┌──

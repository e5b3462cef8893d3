//! Live request bookkeeping.
//!
//! The [`RequestRegistry`] holds one entry per outstanding request id, from the
//! moment a `StartRequest` is accepted until its terminal event has been
//! forwarded. It is a plain data structure; the dispatcher owns the single
//! mutex that serializes access to it.
//!
//! Each entry carries a [`TerminalLatch`], the compare-and-set cell that decides
//! which terminal outcome a request ends with. Both the cancel path and the
//! pump's natural finish go through it, so exactly one outcome ever wins.

use std::collections::HashMap;
use std::sync::atomic::{AtomicU8, Ordering};
use std::sync::Arc;

use protocol::{RequestId, RequestState, TerminalOutcome, Timestamp};
use tokio_util::sync::CancellationToken;

use crate::error::BridgeError;

// ---------------------------------------------------------------------------
// Terminal latch
// ---------------------------------------------------------------------------

const PENDING: u8 = 0;
const STREAMING: u8 = 1;
const COMPLETED: u8 = 2;
const FAILED: u8 = 3;
const CANCELLED: u8 = 4;

const STATE_MASK: u8 = 0x0f;
const CANCEL_REQUESTED: u8 = 0x80;

fn is_terminal_code(code: u8) -> bool {
    matches!(code & STATE_MASK, COMPLETED | FAILED | CANCELLED)
}

fn code_for(state: RequestState) -> u8 {
    match state {
        RequestState::Pending => PENDING,
        RequestState::Streaming => STREAMING,
        RequestState::Completed => COMPLETED,
        RequestState::Failed => FAILED,
        RequestState::Cancelled => CANCELLED,
    }
}

/// Atomic lifecycle cell for one request.
///
/// Holds the [`RequestState`] plus a sticky "cancel requested" flag. Terminal
/// states are written at most once.
#[derive(Debug, Default)]
pub struct TerminalLatch {
    state: AtomicU8,
}

impl TerminalLatch {
    pub fn new() -> Self {
        Self::default()
    }

    /// Current lifecycle state.
    pub fn state(&self) -> RequestState {
        match self.state.load(Ordering::Acquire) & STATE_MASK {
            PENDING => RequestState::Pending,
            STREAMING => RequestState::Streaming,
            COMPLETED => RequestState::Completed,
            FAILED => RequestState::Failed,
            _ => RequestState::Cancelled,
        }
    }

    /// `true` while fragments may still be delivered: not terminal and no
    /// cancellation pending.
    pub fn is_live(&self) -> bool {
        let code = self.state.load(Ordering::Acquire);
        !is_terminal_code(code) && code & CANCEL_REQUESTED == 0
    }

    /// `Pending → Streaming`. Returns `false` if the request was not pending.
    pub fn mark_streaming(&self) -> bool {
        self.state
            .fetch_update(Ordering::AcqRel, Ordering::Acquire, |code| {
                (code & STATE_MASK == PENDING).then_some(STREAMING | (code & CANCEL_REQUESTED))
            })
            .is_ok()
    }

    /// Records a cancellation request.
    ///
    /// Returns `false` if the request already reached a terminal state or a
    /// cancellation was already recorded.
    pub fn request_cancel(&self) -> bool {
        self.state
            .fetch_update(Ordering::AcqRel, Ordering::Acquire, |code| {
                if is_terminal_code(code) || code & CANCEL_REQUESTED != 0 {
                    None
                } else {
                    Some(code | CANCEL_REQUESTED)
                }
            })
            .is_ok()
    }

    /// Writes the terminal state.
    ///
    /// If a cancellation was requested before this call, the request ends
    /// `Cancelled` regardless of `proposed`. Returns the outcome that won, or
    /// `None` if the latch was already terminal.
    pub fn finalize(&self, proposed: TerminalOutcome) -> Option<TerminalOutcome> {
        let proposed_code = code_for(proposed.state());
        let previous = self
            .state
            .fetch_update(Ordering::AcqRel, Ordering::Acquire, |code| {
                if is_terminal_code(code) {
                    None
                } else if code & CANCEL_REQUESTED != 0 {
                    Some(CANCELLED)
                } else {
                    Some(proposed_code)
                }
            })
            .ok()?;

        if previous & CANCEL_REQUESTED != 0 {
            Some(TerminalOutcome::Cancelled)
        } else {
            Some(proposed)
        }
    }
}

// ---------------------------------------------------------------------------
// Registry
// ---------------------------------------------------------------------------

/// Handles shared between a registry entry and the pump that owns it.
#[derive(Debug, Clone)]
pub struct RegistryEntry {
    pub latch: Arc<TerminalLatch>,
    pub cancel: CancellationToken,
    pub accepted_at: Timestamp,
}

impl RegistryEntry {
    fn new() -> Self {
        Self {
            latch: Arc::new(TerminalLatch::new()),
            cancel: CancellationToken::new(),
            accepted_at: Timestamp::now(),
        }
    }

    /// `true` if `latch` is this entry's latch, i.e. the caller is the pump
    /// that owns the entry rather than a stale pump for a reused id.
    pub fn is_owned_by(&self, latch: &Arc<TerminalLatch>) -> bool {
        Arc::ptr_eq(&self.latch, latch)
    }
}

/// Result of [`RequestRegistry::signal_cancel`].
#[derive(Debug, Clone, Copy, PartialEq, Eq)]
pub enum CancelSignal {
    /// The owning pump was told to stop.
    Signalled,
    /// No entry with this id.
    Unknown,
    /// The entry already reached a terminal state or was already cancelled.
    AlreadyFinished,
}

/// One entry per outstanding request id.
#[derive(Debug, Default)]
pub struct RequestRegistry {
    entries: HashMap<RequestId, RegistryEntry>,
}

impl RequestRegistry {
    pub fn new() -> Self {
        Self::default()
    }

    /// Inserts a fresh `Pending` entry for `id`.
    ///
    /// Fails with [`BridgeError::DuplicateRequest`] if `id` is outstanding; the
    /// existing entry is left untouched.
    pub fn register(&mut self, id: RequestId) -> Result<RegistryEntry, BridgeError> {
        use std::collections::hash_map::Entry;

        match self.entries.entry(id) {
            Entry::Occupied(occupied) => Err(BridgeError::DuplicateRequest(occupied.key().clone())),
            Entry::Vacant(vacant) => Ok(vacant.insert(RegistryEntry::new()).clone()),
        }
    }

    pub fn get(&self, id: &RequestId) -> Option<&RegistryEntry> {
        self.entries.get(id)
    }

    /// Current state of `id`, if it is outstanding.
    pub fn state(&self, id: &RequestId) -> Option<RequestState> {
        self.entries.get(id).map(|entry| entry.latch.state())
    }

    /// Asks the pump owning `id` to stop.
    pub fn signal_cancel(&self, id: &RequestId) -> CancelSignal {
        let Some(entry) = self.entries.get(id) else {
            return CancelSignal::Unknown;
        };
        if entry.latch.request_cancel() {
            entry.cancel.cancel();
            CancelSignal::Signalled
        } else {
            CancelSignal::AlreadyFinished
        }
    }

    /// Signals every outstanding request. Returns how many were signalled.
    pub fn cancel_all(&self) -> usize {
        self.entries
            .keys()
            .filter(|id| self.signal_cancel(id) == CancelSignal::Signalled)
            .count()
    }

    pub fn remove(&mut self, id: &RequestId) -> Option<RegistryEntry> {
        self.entries.remove(id)
    }

    pub fn len(&self) -> usize {
        self.entries.len()
    }

    pub fn is_empty(&self) -> bool {
        self.entries.is_empty()
    }
}

#[cfg(test)]
mod tests {
    use super::*;

    use protocol::{ErrorEnvelope, ErrorKind};

    fn id(s: &str) -> RequestId {
        RequestId::new(s).unwrap()
    }

    fn failed() -> TerminalOutcome {
        TerminalOutcome::Failed(ErrorEnvelope::new(ErrorKind::StreamDecodeError, "bad line"))
    }

    #[test]
    fn test_latch_lifecycle() {
        let latch = TerminalLatch::new();
        assert_eq!(latch.state(), RequestState::Pending);
        assert!(latch.is_live());

        assert!(latch.mark_streaming());
        assert!(!latch.mark_streaming());
        assert_eq!(latch.state(), RequestState::Streaming);

        let done = TerminalOutcome::Completed { aggregate: None };
        assert_eq!(latch.finalize(done.clone()), Some(done));
        assert_eq!(latch.state(), RequestState::Completed);
        assert!(!latch.is_live());
    }

    #[test]
    fn test_latch_finalizes_once() {
        let latch = TerminalLatch::new();
        assert!(latch.finalize(failed()).is_some());
        assert_eq!(latch.finalize(TerminalOutcome::Cancelled), None);
        assert_eq!(latch.state(), RequestState::Failed);
    }

    #[test]
    fn test_cancel_wins_over_later_natural_outcome() {
        let latch = TerminalLatch::new();
        latch.mark_streaming();
        assert!(latch.request_cancel());
        assert!(!latch.is_live());
        // Still streaming until the pump finalizes.
        assert_eq!(latch.state(), RequestState::Streaming);

        assert_eq!(latch.finalize(failed()), Some(TerminalOutcome::Cancelled));
        assert_eq!(latch.state(), RequestState::Cancelled);
    }

    #[test]
    fn test_cancel_after_terminal_is_refused() {
        let latch = TerminalLatch::new();
        latch.finalize(TerminalOutcome::Completed { aggregate: None });
        assert!(!latch.request_cancel());
        // The refused cancel leaves the natural outcome in place.
        assert_eq!(latch.state(), RequestState::Completed);
        assert_eq!(latch.finalize(TerminalOutcome::Cancelled), None);
    }

    #[test]
    fn test_register_rejects_duplicates() {
        let mut registry = RequestRegistry::new();
        let first = registry.register(id("r1")).unwrap();

        let err = registry.register(id("r1")).unwrap_err();
        assert!(matches!(err, BridgeError::DuplicateRequest(ref dup) if dup.as_str() == "r1"));

        // The original entry survives the rejected registration.
        let kept = registry.get(&id("r1")).unwrap();
        assert!(kept.is_owned_by(&first.latch));
        assert_eq!(kept.latch.state(), RequestState::Pending);
        assert!(!first.cancel.is_cancelled());
        assert_eq!(registry.len(), 1);
    }

    #[test]
    fn test_signal_cancel() {
        let mut registry = RequestRegistry::new();
        let entry = registry.register(id("r1")).unwrap();

        assert_eq!(registry.signal_cancel(&id("nope")), CancelSignal::Unknown);
        assert_eq!(registry.signal_cancel(&id("r1")), CancelSignal::Signalled);
        assert!(entry.cancel.is_cancelled());
        assert_eq!(
            registry.signal_cancel(&id("r1")),
            CancelSignal::AlreadyFinished
        );
    }

    #[test]
    fn test_cancel_all_skips_finished_entries() {
        let mut registry = RequestRegistry::new();
        registry.register(id("a")).unwrap();
        let b = registry.register(id("b")).unwrap();
        b.latch.finalize(TerminalOutcome::Completed { aggregate: None });

        assert_eq!(registry.cancel_all(), 1);
        assert_eq!(registry.state(&id("a")), Some(RequestState::Pending));
    }

    #[test]
    fn test_remove_frees_the_id() {
        let mut registry = RequestRegistry::new();
        registry.register(id("r1")).unwrap();
        assert!(registry.remove(&id("r1")).is_some());
        assert!(registry.is_empty());
        assert!(registry.register(id("r1")).is_ok());
    }
}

└──

Reproduce only the lines from the top of the material through the one bearing "const CANCEL_REQUESTED: u8 = 0x80;", each exactly as it stands.

**Final answer:**
repository e5b3462cef8893d3
//! Live request bookkeeping.
//!
//! The [`RequestRegistry`] holds one entry per outstanding request id, from the
//! moment a `StartRequest` is accepted until its terminal event has been
//! forwarded. It is a plain data structure; the dispatcher owns the single
//! mutex that serializes access to it.
//!
//! Each entry carries a [`TerminalLatch`], the compare-and-set cell that decides
//! which terminal outcome a request ends with. Both the cancel path and the
//! pump's natural finish go through it, so exactly one outcome ever wins.

use std::collections::HashMap;
use std::sync::atomic::{AtomicU8, Ordering};
use std::sync::Arc;

use protocol::{RequestId, RequestState, TerminalOutcome, Timestamp};
use tokio_util::sync::CancellationToken;

use crate::error::BridgeError;

// ---------------------------------------------------------------------------
// Terminal latch
// ---------------------------------------------------------------------------

const PENDING: u8 = 0;
const STREAMING: u8 = 1;
const COMPLETED: u8 = 2;
const FAILED: u8 = 3;
const CANCELLED: u8 = 4;

const STATE_MASK: u8 = 0x0f;
const CANCEL_REQUESTED: u8 = 0x80;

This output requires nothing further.